● Action item:
Lines with the string "TrafficLogger" are to be identified in the listing and copied.

● Dataset:
+-------+
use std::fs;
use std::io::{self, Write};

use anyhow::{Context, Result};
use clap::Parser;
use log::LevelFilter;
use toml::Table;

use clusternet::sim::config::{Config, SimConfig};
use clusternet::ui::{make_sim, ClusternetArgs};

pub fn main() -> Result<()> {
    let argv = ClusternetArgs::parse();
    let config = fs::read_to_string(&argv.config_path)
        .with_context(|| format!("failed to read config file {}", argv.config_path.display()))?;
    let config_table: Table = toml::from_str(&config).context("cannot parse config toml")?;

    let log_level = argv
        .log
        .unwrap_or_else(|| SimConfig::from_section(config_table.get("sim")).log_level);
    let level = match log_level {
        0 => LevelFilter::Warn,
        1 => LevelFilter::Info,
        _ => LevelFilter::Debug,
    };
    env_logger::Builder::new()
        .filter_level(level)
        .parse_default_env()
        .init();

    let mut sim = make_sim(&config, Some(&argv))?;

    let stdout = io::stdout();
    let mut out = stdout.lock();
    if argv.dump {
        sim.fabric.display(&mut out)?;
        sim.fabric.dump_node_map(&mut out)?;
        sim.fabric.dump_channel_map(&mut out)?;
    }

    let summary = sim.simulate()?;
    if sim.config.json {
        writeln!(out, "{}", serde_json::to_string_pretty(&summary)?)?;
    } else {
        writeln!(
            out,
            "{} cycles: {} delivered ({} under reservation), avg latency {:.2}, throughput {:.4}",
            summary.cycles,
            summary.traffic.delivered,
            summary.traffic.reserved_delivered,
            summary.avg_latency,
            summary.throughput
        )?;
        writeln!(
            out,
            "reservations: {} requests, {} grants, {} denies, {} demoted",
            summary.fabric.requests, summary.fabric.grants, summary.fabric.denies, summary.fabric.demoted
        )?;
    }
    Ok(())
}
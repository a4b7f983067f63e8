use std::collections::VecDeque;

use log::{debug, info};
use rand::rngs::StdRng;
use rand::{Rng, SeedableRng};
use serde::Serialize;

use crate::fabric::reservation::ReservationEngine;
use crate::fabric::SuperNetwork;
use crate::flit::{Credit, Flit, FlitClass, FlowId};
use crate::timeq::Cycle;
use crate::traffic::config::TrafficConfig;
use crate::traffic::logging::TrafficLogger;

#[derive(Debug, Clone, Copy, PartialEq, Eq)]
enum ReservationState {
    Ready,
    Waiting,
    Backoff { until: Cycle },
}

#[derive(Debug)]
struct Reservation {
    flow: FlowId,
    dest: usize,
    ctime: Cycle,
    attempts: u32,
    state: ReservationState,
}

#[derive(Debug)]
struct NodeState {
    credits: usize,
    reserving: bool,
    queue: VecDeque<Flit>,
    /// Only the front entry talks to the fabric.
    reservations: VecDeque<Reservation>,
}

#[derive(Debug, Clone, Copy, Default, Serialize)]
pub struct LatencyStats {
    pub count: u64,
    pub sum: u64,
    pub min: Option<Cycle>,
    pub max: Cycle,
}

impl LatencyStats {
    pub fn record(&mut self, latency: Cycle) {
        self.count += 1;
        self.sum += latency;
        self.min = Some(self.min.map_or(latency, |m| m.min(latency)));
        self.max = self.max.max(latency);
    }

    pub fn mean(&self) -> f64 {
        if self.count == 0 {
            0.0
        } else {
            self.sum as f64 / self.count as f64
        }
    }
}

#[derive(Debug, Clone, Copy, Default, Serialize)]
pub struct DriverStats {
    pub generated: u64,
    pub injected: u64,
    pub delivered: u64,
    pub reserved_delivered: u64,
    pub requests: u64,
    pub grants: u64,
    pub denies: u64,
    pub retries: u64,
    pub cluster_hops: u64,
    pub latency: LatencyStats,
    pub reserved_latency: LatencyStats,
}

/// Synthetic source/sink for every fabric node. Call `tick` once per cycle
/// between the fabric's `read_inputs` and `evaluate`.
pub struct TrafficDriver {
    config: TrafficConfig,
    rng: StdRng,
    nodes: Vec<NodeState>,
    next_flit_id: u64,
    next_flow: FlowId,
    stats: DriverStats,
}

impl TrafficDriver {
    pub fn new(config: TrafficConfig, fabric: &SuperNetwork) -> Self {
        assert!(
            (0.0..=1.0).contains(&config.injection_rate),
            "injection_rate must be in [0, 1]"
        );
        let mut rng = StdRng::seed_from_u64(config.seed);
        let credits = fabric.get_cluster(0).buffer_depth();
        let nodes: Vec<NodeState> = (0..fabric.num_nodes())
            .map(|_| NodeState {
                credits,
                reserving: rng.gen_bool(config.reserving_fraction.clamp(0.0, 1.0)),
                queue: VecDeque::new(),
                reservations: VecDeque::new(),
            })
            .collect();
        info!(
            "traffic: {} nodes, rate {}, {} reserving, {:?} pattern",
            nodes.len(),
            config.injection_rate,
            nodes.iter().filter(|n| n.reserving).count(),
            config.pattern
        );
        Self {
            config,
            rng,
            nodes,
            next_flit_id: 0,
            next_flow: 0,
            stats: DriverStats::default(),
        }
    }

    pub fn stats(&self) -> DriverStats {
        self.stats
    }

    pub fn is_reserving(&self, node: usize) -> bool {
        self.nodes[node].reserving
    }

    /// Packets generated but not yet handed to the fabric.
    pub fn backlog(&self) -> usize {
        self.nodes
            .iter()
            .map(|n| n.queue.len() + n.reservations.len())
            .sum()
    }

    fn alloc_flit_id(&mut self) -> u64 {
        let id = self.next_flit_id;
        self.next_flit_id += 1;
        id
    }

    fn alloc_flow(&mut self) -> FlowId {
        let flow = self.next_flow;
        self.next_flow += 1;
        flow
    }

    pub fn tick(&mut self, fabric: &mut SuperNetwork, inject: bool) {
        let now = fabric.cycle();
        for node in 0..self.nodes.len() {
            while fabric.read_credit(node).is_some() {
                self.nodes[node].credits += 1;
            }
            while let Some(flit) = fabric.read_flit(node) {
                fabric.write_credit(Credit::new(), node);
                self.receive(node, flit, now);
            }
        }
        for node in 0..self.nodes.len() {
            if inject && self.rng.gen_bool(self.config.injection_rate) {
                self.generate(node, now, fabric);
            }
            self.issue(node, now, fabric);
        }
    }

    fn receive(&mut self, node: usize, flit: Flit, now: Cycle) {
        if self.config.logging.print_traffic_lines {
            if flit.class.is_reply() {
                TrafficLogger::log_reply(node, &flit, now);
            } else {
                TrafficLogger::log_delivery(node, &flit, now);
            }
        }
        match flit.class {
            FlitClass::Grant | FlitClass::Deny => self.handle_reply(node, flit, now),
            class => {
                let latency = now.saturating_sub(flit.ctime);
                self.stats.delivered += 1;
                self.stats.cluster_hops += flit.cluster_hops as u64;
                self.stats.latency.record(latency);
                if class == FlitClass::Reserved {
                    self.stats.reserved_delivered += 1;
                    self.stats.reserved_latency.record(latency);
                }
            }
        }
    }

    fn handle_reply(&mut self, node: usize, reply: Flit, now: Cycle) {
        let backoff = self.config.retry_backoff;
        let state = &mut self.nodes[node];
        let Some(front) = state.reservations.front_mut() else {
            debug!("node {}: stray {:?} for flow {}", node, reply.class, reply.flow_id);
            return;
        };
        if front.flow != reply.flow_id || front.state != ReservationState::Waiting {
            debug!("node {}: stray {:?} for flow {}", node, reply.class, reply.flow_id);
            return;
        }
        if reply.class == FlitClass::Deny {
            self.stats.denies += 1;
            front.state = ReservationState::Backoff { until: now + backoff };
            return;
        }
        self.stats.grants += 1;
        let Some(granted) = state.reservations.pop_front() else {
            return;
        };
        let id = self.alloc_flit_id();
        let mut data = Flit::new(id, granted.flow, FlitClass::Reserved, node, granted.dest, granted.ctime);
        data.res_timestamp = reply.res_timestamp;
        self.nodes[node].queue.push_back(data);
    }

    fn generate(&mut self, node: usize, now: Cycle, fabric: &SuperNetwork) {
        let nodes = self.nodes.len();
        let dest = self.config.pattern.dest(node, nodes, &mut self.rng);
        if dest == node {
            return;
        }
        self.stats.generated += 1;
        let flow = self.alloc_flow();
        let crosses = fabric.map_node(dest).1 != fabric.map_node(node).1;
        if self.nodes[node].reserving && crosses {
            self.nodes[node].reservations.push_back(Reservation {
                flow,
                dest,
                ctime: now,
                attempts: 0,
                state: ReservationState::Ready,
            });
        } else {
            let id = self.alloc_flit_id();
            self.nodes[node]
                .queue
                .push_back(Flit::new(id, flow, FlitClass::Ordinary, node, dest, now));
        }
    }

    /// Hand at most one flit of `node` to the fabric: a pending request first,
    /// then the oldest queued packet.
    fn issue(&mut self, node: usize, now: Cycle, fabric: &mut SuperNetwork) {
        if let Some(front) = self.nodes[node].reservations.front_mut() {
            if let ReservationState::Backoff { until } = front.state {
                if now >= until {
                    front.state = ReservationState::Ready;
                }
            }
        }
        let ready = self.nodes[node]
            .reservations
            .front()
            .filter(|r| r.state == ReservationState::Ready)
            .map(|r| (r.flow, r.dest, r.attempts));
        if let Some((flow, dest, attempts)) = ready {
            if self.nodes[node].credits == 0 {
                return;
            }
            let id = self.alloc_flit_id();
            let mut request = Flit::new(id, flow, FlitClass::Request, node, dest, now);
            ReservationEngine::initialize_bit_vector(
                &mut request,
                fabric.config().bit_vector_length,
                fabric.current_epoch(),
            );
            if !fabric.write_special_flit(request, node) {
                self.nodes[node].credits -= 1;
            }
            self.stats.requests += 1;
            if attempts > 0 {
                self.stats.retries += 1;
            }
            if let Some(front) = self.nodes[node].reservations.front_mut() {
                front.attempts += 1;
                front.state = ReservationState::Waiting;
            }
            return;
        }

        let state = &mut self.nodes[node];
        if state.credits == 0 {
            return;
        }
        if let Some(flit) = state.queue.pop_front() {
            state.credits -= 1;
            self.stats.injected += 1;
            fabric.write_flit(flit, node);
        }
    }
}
+-------+
● Task solution:
use crate::traffic::logging::TrafficLogger;
                TrafficLogger::log_reply(node, &flit, now);
                TrafficLogger::log_delivery(node, &flit, now);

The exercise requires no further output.